WHAT TO WORK ON:
Copy out all the lines of the data that hold the word "SaveDispatcher".

MATERIAL SUPPLIED:
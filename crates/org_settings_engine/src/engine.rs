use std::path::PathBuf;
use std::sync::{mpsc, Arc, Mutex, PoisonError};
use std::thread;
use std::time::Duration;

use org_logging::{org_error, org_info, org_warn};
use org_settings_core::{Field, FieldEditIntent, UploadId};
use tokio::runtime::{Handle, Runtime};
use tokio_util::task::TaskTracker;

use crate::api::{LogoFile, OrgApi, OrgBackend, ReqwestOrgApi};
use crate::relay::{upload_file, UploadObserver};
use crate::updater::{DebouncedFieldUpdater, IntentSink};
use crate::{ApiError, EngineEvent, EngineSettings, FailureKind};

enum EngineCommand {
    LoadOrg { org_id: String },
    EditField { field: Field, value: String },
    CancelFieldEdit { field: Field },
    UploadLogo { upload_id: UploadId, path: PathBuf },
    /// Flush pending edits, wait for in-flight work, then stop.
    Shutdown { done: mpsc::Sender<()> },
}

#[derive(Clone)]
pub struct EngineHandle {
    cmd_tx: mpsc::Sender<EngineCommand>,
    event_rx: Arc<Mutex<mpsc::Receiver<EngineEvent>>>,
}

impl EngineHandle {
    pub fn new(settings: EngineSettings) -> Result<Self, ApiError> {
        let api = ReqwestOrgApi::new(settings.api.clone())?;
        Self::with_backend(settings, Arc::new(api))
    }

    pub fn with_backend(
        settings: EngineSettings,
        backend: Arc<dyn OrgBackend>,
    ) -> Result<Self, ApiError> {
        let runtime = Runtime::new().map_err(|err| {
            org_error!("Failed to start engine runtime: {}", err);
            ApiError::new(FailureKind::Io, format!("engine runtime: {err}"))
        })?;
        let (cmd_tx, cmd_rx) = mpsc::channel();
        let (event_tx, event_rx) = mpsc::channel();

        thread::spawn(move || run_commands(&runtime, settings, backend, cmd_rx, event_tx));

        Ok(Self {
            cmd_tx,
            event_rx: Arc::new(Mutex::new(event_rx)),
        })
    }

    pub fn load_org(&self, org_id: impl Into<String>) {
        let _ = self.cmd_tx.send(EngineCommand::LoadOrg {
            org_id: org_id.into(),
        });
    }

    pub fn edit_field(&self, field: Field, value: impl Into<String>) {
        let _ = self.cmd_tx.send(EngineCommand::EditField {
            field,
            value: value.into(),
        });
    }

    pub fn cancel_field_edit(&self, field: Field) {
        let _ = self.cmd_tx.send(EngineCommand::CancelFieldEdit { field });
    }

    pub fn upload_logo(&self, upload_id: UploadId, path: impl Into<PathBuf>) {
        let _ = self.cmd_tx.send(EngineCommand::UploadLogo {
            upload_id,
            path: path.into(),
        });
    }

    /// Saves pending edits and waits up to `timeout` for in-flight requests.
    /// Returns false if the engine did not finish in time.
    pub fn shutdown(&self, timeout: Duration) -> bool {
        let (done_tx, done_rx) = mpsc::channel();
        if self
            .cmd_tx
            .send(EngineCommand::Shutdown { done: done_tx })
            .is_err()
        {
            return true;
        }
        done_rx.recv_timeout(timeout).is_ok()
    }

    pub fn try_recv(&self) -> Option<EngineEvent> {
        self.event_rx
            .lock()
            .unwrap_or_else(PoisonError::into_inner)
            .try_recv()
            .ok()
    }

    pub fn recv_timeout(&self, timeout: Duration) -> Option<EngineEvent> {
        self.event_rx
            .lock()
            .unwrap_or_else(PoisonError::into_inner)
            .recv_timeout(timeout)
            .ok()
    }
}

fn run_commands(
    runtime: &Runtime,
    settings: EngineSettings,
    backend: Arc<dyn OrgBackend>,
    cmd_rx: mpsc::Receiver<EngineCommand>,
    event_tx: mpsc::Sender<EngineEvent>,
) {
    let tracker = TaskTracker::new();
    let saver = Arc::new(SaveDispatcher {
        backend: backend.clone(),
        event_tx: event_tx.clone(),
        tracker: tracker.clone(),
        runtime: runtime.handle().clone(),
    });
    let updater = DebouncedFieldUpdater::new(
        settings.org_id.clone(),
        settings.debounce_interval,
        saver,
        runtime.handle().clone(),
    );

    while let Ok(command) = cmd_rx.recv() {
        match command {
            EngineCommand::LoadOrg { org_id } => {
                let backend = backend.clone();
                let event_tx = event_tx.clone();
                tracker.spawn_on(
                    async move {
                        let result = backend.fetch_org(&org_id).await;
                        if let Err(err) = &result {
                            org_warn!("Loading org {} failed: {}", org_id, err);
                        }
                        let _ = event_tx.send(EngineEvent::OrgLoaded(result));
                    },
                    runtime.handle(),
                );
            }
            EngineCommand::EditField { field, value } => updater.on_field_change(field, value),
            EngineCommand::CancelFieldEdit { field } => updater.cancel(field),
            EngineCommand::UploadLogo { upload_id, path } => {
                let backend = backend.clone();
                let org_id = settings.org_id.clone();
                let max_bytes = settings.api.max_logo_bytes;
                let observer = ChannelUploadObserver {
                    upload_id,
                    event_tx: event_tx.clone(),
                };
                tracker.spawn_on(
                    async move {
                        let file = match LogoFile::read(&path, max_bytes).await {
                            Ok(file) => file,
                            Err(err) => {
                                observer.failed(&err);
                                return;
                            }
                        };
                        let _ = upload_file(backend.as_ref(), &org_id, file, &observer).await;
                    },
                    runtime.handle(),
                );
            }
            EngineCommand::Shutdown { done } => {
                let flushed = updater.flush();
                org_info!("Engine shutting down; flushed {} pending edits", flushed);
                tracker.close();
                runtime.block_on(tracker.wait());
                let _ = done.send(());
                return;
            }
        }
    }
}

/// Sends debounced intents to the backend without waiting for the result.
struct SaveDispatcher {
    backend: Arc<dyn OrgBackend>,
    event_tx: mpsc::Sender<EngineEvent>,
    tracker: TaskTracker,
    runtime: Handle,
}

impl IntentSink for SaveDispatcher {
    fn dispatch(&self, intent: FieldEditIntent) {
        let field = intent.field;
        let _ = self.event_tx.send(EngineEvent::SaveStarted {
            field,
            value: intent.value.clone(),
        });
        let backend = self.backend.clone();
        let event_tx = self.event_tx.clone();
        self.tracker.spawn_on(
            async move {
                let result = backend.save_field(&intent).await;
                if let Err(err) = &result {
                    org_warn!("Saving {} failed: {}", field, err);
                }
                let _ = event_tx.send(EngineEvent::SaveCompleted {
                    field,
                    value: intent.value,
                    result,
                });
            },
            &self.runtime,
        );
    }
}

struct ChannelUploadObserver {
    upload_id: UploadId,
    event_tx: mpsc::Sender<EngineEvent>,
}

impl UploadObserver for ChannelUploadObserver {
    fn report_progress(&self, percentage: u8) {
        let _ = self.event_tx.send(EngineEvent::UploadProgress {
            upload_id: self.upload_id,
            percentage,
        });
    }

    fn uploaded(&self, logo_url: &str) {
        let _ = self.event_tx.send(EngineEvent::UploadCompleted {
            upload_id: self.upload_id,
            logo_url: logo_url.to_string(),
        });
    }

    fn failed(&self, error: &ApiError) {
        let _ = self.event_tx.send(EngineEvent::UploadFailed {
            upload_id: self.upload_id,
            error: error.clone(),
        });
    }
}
* * *
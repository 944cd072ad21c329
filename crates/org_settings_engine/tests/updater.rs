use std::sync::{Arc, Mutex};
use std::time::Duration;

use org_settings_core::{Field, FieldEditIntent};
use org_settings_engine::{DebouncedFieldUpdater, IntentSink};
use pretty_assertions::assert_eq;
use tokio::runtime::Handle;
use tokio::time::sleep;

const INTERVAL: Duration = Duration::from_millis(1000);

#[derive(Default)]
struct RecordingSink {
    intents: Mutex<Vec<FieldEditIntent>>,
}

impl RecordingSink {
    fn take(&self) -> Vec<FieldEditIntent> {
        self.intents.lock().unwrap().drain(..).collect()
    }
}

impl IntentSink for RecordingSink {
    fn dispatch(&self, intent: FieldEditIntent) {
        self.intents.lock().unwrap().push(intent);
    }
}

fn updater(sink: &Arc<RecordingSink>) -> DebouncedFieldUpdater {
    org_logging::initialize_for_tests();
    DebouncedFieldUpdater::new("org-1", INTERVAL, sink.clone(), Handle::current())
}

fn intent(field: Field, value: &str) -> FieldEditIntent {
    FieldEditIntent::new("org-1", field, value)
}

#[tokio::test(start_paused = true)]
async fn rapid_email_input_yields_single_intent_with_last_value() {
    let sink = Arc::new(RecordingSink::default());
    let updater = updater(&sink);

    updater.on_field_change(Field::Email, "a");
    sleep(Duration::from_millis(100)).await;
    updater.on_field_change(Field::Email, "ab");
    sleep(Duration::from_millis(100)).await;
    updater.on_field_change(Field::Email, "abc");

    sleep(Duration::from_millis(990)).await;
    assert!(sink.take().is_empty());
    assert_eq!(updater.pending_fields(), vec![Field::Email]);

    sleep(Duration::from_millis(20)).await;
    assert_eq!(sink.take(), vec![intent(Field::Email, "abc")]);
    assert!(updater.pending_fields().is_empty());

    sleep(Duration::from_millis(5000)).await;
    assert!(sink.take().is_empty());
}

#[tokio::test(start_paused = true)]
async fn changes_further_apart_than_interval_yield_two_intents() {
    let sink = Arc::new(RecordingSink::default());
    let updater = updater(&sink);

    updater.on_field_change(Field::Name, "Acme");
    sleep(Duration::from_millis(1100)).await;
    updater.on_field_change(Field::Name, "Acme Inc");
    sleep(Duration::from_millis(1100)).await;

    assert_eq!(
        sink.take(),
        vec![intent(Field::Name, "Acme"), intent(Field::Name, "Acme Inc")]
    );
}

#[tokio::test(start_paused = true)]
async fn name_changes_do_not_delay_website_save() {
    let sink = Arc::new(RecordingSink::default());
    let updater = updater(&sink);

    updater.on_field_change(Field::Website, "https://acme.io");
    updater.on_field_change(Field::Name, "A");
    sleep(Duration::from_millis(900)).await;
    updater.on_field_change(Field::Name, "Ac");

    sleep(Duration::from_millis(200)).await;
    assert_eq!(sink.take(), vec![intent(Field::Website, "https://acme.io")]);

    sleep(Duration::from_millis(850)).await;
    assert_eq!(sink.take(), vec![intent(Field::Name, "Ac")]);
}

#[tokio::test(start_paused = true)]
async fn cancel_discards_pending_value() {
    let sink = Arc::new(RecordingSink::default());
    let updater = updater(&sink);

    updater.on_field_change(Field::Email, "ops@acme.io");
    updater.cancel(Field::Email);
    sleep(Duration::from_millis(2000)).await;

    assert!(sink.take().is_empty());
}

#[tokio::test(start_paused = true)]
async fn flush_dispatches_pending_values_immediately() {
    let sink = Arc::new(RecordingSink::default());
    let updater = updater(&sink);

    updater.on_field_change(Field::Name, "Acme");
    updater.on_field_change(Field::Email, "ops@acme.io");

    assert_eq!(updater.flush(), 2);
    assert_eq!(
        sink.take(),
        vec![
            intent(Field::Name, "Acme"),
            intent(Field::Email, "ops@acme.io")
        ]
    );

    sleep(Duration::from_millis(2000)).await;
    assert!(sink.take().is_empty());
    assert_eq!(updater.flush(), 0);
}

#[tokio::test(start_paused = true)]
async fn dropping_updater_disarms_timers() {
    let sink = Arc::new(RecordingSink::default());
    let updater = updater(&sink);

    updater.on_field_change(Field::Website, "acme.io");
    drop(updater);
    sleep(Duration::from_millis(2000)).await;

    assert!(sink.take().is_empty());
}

ANSWER:
    let saver = Arc::new(SaveDispatcher {
struct SaveDispatcher {
impl IntentSink for SaveDispatcher {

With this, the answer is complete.